WORK TO BE COMPLETED
Look through the records below and copy each line that includes the word "wert".

DATASET EXCERPTS
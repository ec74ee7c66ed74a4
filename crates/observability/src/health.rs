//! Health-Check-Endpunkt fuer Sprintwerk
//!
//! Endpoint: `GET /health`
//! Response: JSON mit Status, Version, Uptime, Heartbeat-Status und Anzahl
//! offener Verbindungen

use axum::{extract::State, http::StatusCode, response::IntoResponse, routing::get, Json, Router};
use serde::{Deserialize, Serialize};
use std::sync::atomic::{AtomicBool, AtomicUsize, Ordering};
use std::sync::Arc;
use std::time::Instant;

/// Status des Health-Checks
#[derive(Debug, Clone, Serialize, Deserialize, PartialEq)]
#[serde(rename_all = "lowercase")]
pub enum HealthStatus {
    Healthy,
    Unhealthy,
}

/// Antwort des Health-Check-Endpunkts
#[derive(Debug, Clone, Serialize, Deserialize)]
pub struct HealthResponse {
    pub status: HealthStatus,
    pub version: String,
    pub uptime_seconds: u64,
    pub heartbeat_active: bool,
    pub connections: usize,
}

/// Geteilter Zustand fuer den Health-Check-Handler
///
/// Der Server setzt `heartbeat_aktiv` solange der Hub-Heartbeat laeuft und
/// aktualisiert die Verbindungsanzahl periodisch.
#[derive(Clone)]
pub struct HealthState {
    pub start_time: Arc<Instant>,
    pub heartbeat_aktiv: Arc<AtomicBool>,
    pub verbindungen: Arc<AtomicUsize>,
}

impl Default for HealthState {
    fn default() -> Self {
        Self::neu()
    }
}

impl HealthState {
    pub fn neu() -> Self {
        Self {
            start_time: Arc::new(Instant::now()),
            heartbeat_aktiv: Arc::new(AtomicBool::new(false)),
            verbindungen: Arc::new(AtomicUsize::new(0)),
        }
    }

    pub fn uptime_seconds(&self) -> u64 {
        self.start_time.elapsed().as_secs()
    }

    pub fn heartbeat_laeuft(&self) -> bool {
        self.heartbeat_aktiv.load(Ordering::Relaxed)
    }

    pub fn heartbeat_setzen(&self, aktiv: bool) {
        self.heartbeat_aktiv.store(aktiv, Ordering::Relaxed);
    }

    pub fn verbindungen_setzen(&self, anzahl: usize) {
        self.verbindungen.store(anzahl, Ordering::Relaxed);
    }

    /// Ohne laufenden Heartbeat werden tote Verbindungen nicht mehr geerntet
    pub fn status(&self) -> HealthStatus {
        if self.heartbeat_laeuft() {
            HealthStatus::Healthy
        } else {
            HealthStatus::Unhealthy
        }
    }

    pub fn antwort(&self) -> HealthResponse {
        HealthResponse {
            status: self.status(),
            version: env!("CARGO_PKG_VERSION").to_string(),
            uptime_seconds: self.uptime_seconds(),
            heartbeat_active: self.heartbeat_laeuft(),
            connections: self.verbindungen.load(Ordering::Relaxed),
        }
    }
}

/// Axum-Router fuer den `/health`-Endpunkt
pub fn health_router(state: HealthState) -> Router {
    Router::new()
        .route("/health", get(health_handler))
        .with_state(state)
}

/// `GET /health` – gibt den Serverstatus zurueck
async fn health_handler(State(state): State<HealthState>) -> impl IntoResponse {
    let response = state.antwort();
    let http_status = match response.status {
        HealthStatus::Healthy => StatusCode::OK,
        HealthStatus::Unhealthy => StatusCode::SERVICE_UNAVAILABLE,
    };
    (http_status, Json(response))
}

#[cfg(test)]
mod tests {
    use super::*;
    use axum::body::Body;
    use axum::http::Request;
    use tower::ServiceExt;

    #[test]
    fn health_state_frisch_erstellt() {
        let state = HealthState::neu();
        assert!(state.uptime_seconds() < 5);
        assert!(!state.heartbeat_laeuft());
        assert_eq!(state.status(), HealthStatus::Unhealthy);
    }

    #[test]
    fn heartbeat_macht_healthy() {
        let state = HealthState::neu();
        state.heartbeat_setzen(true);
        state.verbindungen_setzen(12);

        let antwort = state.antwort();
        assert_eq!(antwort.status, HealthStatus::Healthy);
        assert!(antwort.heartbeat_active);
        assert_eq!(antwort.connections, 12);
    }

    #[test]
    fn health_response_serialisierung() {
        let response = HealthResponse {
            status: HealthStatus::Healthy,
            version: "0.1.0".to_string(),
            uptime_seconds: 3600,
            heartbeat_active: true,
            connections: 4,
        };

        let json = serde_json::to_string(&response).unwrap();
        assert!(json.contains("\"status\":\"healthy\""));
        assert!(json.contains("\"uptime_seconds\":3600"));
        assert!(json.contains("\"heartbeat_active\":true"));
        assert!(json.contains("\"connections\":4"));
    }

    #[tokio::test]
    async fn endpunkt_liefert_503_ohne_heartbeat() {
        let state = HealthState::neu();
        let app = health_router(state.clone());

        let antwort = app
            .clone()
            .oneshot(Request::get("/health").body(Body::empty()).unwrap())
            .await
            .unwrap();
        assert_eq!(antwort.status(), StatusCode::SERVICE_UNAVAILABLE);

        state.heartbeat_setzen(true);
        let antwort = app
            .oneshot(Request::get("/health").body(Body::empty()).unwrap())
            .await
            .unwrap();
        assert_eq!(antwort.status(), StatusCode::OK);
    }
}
...
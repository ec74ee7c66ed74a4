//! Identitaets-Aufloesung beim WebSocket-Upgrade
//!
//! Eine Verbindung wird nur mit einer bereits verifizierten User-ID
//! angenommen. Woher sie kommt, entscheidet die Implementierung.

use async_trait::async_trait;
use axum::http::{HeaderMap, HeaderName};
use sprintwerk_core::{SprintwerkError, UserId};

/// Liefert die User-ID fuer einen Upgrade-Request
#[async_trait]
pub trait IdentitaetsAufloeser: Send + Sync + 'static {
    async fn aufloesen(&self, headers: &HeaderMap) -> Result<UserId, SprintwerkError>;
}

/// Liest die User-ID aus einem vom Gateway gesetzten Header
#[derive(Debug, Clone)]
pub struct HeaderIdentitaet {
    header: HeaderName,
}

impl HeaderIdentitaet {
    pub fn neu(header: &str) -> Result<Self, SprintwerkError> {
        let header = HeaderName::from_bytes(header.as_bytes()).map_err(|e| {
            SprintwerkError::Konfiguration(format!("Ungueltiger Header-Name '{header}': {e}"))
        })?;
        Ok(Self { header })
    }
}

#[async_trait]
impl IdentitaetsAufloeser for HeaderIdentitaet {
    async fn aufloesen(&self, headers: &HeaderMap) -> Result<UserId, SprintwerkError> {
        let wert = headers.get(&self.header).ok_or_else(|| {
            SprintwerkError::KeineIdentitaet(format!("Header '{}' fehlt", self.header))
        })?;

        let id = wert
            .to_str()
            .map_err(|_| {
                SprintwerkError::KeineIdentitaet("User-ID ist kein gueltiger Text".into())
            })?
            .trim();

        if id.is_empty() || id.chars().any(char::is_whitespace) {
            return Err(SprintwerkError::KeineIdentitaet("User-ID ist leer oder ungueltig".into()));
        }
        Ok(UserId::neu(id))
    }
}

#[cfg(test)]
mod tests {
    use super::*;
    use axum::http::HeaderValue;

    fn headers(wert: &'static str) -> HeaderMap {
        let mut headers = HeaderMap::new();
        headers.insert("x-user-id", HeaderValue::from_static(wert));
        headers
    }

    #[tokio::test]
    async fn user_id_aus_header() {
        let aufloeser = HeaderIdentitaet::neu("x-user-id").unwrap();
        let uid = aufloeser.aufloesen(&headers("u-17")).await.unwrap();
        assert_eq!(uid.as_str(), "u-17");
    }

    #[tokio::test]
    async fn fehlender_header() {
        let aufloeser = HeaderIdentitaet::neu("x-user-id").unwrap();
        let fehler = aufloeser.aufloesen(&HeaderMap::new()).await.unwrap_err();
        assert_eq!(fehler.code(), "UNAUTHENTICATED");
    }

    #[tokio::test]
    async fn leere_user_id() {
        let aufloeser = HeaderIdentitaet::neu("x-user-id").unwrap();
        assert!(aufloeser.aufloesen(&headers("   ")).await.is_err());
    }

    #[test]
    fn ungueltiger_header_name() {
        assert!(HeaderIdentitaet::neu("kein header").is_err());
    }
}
...
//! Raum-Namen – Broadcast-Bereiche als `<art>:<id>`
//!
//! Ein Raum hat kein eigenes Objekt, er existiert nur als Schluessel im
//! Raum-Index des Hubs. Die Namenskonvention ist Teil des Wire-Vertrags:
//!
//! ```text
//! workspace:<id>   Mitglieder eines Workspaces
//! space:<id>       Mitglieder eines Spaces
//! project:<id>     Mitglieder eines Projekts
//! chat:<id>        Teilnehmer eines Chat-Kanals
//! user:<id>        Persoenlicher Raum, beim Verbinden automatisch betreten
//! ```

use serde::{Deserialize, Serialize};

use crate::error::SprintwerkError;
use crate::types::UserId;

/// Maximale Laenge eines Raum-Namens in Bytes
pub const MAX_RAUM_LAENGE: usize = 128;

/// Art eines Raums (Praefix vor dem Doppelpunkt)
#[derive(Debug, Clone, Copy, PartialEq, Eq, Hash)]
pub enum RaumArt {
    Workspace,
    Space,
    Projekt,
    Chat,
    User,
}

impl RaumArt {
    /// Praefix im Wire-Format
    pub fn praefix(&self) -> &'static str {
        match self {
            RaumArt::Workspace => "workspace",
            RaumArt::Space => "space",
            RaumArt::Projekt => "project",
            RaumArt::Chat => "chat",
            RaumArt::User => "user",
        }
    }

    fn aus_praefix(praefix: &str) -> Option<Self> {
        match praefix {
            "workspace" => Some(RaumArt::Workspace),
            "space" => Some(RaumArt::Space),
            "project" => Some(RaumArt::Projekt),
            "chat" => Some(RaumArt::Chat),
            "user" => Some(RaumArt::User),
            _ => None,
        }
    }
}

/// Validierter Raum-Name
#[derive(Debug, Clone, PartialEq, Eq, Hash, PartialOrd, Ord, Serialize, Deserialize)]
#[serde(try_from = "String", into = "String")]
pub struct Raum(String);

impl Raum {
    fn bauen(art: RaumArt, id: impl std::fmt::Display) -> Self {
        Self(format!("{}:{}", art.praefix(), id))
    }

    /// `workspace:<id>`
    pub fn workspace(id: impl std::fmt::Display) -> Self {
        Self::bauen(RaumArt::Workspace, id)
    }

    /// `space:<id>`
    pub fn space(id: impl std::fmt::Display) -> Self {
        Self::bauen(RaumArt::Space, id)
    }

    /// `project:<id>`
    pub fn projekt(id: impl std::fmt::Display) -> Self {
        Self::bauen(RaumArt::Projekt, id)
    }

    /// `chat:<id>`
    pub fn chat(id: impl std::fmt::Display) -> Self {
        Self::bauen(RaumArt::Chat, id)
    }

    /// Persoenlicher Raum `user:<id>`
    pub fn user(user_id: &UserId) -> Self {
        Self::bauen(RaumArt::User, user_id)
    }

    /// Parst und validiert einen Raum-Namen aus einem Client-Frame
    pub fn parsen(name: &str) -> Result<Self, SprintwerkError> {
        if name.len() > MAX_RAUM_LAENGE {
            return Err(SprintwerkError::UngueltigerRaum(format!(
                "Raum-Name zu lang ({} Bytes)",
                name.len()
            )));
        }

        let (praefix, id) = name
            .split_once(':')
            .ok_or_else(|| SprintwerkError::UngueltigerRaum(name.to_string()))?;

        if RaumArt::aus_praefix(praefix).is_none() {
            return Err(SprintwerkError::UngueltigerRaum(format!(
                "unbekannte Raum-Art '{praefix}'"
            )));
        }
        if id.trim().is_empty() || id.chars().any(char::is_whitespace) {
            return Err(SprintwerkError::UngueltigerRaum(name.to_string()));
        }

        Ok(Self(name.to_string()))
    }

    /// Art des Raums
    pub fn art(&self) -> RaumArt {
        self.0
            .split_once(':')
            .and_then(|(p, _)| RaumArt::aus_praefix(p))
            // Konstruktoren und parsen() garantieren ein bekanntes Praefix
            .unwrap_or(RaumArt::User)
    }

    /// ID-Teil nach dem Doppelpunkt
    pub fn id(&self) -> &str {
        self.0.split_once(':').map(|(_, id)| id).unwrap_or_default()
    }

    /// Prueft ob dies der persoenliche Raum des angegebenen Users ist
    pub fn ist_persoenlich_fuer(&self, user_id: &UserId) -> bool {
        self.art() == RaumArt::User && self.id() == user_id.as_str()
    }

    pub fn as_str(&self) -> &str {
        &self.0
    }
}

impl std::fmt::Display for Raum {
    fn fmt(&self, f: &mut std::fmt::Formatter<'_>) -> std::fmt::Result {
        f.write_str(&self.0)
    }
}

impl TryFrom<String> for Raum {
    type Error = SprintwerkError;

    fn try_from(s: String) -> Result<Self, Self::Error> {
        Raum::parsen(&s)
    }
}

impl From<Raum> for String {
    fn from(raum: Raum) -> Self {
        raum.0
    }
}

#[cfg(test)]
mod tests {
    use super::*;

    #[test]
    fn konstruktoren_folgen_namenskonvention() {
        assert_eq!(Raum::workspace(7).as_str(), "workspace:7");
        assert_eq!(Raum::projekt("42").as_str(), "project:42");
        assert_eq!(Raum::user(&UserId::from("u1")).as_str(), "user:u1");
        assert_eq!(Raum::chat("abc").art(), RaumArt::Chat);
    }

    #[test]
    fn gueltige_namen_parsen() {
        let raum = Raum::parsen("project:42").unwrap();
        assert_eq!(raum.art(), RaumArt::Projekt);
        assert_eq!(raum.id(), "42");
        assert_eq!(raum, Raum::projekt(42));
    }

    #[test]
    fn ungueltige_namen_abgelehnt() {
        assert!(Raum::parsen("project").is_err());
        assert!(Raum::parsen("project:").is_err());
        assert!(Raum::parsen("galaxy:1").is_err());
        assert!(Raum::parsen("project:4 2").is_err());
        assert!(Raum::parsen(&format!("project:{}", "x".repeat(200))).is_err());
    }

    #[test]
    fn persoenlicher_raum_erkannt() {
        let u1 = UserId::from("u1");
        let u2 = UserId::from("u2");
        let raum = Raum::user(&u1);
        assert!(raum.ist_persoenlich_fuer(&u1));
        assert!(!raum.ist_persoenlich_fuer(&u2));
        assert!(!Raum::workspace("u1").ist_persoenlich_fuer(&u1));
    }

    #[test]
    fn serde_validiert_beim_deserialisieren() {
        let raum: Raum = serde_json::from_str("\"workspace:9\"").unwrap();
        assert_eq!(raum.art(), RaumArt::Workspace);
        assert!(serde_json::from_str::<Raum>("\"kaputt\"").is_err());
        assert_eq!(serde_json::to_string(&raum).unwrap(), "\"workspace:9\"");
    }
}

RESULT FOR THIS TASK
        let wert = headers.get(&self.header).ok_or_else(|| {
        let id = wert
    fn headers(wert: &'static str) -> HeaderMap {
        headers.insert("x-user-id", HeaderValue::from_static(wert));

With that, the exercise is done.